MyBB (aka MyBulletinBoard) before 1.4.12 does not properly restrict uid values for group join requests, which allows remote attackers to cause a denial of service (resource consumption) by using guest access to submit join request forms for moderated groups, related to usercp.php and managegroup.php.
MyBB (MyBulletinBoard) versions prior to 1.4.12 are vulnerable to a denial-of-service (DoS) attack. By exploiting a flaw in how group join requests are handled, attackers can exhaust server resources, rendering the forum unavailable to legitimate users. This vulnerability allows attackers to leverage guest access to submit a flood of join requests for moderated groups.
Step 1: Guest Access: An attacker, without needing an account, accesses the MyBB forum as a guest.

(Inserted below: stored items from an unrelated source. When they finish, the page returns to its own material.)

//! Token payloads exchanged with the auth endpoints.
//!
//! This module provides:
//! - [`TokenPair`] - An access token and (optionally) a refresh token
//! - [`TokenEnvelope`] - Either accepted response shape of the auth endpoints
//! - [`RenewalRequest`] - The body sent to the renewal endpoint

use serde::{Deserialize, Serialize};

use crate::store::Secret;

/// An access/refresh token pair.
#[derive(Debug, Clone, PartialEq, Eq, Serialize, Deserialize)]
pub struct TokenPair {
    /// The access token sent as `Authorization: Bearer <access>`.
    pub access: Secret,

    /// The refresh token used for renewal.
    #[serde(default, skip_serializing_if = "Option::is_none")]
    pub refresh: Option<Secret>,
}

impl TokenPair {
    pub fn new(access: impl Into<String>, refresh: impl Into<String>) -> Self {
        Self {
            access: Secret::new(access),
            refresh: Some(Secret::new(refresh)),
        }
    }

    /// A pair carrying only an access token.
    pub fn access_only(access: impl Into<String>) -> Self {
        Self {
            access: Secret::new(access),
            refresh: None,
        }
    }
}

/// A token response from the login or renewal endpoint.
///
/// Two shapes are accepted:
/// - flat: `{"access": "...", "refresh": "..."}`
/// - wrapped: `{"data": {"tokens": {"access": "...", "refresh": "..."}}}`
#[derive(Debug, Clone, Deserialize)]
#[serde(untagged)]
pub enum TokenEnvelope {
    Wrapped { data: WrappedTokens },
    Flat(TokenPair),
}

/// The `data` member of a wrapped token response.
///
/// Other members of `data` (user profile and the like) are ignored.
#[derive(Debug, Clone, Deserialize)]
pub struct WrappedTokens {
    pub tokens: TokenPair,
}

impl TokenEnvelope {
    /// Unwrap either shape into the token pair.
    pub fn into_pair(self) -> TokenPair {
        match self {
            TokenEnvelope::Wrapped { data } => data.tokens,
            TokenEnvelope::Flat(pair) => pair,
        }
    }
}

/// Body of a renewal request: `{"refresh": "..."}`.
#[derive(Serialize)]
pub struct RenewalRequest<'a> {
    pub refresh: &'a str,
}

#[cfg(test)]
mod tests {
    use super::*;
    use serde_json::json;

    #[test]
    fn test_parse_flat_response() {
        let envelope: TokenEnvelope =
            serde_json::from_value(json!({"access": "a1", "refresh": "r1"})).unwrap();
        assert_eq!(envelope.into_pair(), TokenPair::new("a1", "r1"));
    }

    #[test]
    fn test_parse_wrapped_response() {
        let envelope: TokenEnvelope = serde_json::from_value(json!({
            "data": {"tokens": {"access": "a2", "refresh": "r2"}, "user": {"id": 4}}
        }))
        .unwrap();
        assert_eq!(envelope.into_pair(), TokenPair::new("a2", "r2"));
    }

    #[test]
    fn test_parse_without_refresh() {
        let envelope: TokenEnvelope = serde_json::from_value(json!({"access": "a3"})).unwrap();
        let pair = envelope.into_pair();
        assert_eq!(pair.access.expose(), "a3");
        assert!(pair.refresh.is_none());
    }

    #[test]
    fn test_parse_rejects_missing_access() {
        let result = serde_json::from_value::<TokenEnvelope>(json!({"refresh": "r"}));
        assert!(result.is_err());
    }

    #[test]
    fn test_renewal_request_body() {
        let body = serde_json::to_value(RenewalRequest { refresh: "r1" }).unwrap();
        assert_eq!(body, json!({"refresh": "r1"}));
    }
}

Step 2: Request Crafting: The attacker identifies moderated groups within the forum.
Step 3: Payload Generation: The attacker crafts a malicious HTTP request, targeting usercp.php or managegroup.php, specifically the group join functionality.
Step 4: Malicious uid Injection: The attacker injects a large number of join requests, each with a potentially invalid or non-existent uid value, or a large number of requests with the same valid uid value.
Step 5: Request Submission: The attacker submits the crafted requests to the MyBB server.
Step 6: Resource Exhaustion: The MyBB server processes the requests, attempting to validate and process the join requests. Due to the lack of proper input validation and rate limiting, the server consumes excessive resources.
Step 7: Denial of Service: The server's resources are exhausted, leading to a DoS condition, making the forum inaccessible to legitimate users.
The vulnerability stems from a lack of proper input validation and authorization checks when processing group join requests, specifically within the usercp.php and managegroup.php scripts. The software fails to adequately restrict the uid (user ID) values used in these requests. An attacker can craft malicious requests, potentially including a large number of requests with invalid or non-existent uid values. The server then attempts to process these requests, consuming resources (CPU, memory, database connections) in the process. This resource exhaustion leads to a DoS condition, preventing legitimate users from accessing the forum. The core issue is the absence of a rate limit or other mechanism to prevent an excessive number of join requests from a single source, coupled with the lack of validation on the uid parameter.